• _Instructions for the task_: Return each line of the material below exactly. Begin at the first and end on the line with "fn left_half_keeps_left_full(pan in".

• _Data for processing_:
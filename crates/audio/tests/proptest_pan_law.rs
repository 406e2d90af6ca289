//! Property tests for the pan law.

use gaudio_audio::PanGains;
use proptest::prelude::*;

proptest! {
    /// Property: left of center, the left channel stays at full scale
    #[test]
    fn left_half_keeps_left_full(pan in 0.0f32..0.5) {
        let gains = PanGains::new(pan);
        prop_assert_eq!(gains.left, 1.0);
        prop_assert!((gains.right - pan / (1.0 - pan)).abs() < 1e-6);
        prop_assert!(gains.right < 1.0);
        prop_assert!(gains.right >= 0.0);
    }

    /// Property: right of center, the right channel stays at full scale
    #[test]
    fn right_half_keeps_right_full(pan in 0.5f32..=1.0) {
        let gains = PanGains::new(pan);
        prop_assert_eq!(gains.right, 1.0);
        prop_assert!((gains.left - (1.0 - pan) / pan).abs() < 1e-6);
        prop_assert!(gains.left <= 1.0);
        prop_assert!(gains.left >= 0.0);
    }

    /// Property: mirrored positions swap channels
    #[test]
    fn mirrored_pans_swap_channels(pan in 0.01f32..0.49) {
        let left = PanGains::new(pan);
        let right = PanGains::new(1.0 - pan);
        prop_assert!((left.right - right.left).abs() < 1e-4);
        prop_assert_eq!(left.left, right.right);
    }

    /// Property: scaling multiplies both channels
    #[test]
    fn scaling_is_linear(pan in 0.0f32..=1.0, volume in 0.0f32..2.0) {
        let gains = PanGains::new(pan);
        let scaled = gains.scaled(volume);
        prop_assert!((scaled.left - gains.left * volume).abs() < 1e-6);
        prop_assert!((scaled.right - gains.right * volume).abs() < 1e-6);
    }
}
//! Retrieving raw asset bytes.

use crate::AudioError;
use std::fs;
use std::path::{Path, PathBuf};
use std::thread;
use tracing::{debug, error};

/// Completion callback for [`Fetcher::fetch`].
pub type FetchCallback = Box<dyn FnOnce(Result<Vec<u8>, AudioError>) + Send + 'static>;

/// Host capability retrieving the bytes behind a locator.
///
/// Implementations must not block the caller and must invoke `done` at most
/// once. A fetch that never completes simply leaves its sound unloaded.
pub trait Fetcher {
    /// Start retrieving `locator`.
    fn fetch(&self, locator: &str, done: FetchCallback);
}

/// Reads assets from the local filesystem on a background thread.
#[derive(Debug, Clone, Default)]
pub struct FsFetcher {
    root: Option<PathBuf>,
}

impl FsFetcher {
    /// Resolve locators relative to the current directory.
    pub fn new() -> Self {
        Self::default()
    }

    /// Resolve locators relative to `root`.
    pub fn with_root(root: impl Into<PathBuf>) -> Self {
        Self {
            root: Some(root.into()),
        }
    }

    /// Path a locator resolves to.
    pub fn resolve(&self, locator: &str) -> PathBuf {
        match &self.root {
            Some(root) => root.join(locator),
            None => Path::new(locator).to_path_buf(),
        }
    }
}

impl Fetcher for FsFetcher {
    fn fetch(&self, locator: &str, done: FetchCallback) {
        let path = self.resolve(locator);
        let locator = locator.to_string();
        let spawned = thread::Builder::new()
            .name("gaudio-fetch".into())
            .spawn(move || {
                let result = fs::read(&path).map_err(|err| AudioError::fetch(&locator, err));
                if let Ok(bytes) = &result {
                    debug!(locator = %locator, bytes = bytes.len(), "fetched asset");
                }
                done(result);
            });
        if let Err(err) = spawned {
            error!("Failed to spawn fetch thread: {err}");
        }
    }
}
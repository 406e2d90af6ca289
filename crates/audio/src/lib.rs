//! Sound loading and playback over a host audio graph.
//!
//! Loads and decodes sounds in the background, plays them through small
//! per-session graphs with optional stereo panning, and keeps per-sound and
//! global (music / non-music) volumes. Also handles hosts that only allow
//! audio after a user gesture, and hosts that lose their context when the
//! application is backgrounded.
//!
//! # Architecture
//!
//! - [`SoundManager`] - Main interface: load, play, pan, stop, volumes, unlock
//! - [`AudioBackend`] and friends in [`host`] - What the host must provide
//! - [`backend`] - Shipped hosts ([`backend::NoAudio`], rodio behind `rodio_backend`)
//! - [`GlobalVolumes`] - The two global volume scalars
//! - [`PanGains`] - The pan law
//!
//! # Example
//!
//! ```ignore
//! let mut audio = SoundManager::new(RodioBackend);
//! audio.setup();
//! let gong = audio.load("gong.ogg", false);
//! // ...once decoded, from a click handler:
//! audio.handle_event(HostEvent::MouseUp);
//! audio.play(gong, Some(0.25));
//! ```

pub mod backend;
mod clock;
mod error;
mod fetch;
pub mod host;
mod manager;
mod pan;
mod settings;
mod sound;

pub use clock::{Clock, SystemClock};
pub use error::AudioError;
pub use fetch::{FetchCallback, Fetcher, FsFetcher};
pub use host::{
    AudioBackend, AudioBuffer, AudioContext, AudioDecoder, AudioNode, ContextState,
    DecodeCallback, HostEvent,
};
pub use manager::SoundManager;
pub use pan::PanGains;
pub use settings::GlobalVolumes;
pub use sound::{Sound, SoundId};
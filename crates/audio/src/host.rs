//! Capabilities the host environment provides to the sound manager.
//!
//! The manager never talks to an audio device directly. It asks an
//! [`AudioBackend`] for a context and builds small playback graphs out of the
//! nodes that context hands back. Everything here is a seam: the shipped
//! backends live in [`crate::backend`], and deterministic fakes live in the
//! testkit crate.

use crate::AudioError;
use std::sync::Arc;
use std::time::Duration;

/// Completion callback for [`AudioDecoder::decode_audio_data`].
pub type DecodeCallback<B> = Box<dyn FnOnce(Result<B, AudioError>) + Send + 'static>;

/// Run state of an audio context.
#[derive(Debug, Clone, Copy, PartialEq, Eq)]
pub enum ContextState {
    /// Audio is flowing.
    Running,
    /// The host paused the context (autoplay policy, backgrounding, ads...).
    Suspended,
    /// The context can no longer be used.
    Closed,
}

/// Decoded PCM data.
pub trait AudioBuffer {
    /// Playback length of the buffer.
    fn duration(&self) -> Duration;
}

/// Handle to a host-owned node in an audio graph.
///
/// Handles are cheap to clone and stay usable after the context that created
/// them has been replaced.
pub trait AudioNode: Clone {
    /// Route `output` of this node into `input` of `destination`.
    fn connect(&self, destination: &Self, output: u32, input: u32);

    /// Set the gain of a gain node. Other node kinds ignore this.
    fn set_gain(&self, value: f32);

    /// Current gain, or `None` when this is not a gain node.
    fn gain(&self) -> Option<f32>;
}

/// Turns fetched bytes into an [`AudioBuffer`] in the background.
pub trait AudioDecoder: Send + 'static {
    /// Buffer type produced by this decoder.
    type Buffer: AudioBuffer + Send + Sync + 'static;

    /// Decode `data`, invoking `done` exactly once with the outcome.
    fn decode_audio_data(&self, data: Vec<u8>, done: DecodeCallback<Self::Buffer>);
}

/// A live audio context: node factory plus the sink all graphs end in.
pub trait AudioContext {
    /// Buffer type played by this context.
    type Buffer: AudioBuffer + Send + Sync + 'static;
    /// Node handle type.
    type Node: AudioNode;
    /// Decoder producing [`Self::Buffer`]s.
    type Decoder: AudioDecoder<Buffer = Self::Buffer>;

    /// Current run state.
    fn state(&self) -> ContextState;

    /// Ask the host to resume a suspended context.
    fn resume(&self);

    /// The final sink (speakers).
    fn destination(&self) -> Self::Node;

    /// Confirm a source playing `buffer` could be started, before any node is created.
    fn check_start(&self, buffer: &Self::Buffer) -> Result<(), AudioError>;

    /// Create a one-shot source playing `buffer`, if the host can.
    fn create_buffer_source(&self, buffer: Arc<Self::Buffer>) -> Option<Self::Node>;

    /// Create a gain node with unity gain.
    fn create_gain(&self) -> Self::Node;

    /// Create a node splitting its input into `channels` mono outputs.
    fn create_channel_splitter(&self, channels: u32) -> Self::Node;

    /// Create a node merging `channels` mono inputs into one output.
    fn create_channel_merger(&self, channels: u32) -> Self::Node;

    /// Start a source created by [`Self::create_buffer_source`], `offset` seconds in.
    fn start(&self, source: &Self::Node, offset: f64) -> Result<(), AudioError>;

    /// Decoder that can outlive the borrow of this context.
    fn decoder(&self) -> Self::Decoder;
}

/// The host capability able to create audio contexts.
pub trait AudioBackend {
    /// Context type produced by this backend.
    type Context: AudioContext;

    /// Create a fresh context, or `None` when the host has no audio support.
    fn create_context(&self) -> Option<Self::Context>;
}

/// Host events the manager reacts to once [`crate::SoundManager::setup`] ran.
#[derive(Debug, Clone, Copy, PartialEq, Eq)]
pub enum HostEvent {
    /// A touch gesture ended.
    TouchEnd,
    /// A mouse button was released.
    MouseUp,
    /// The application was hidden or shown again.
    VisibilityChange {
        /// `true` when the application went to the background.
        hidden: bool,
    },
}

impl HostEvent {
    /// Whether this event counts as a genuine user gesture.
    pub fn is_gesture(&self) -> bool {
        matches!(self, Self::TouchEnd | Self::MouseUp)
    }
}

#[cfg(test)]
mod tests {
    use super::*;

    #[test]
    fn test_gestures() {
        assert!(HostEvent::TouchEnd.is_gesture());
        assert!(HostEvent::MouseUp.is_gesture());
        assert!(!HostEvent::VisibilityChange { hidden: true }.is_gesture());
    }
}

• _Completed task_:
filename crates/audio/tests/proptest_pan_law.rs
repository 406e2d90af6ca289
//! Property tests for the pan law.

use gaudio_audio::PanGains;
use proptest::prelude::*;

proptest! {
    /// Property: left of center, the left channel stays at full scale
    #[test]
    fn left_half_keeps_left_full(pan in 0.0f32..0.5) {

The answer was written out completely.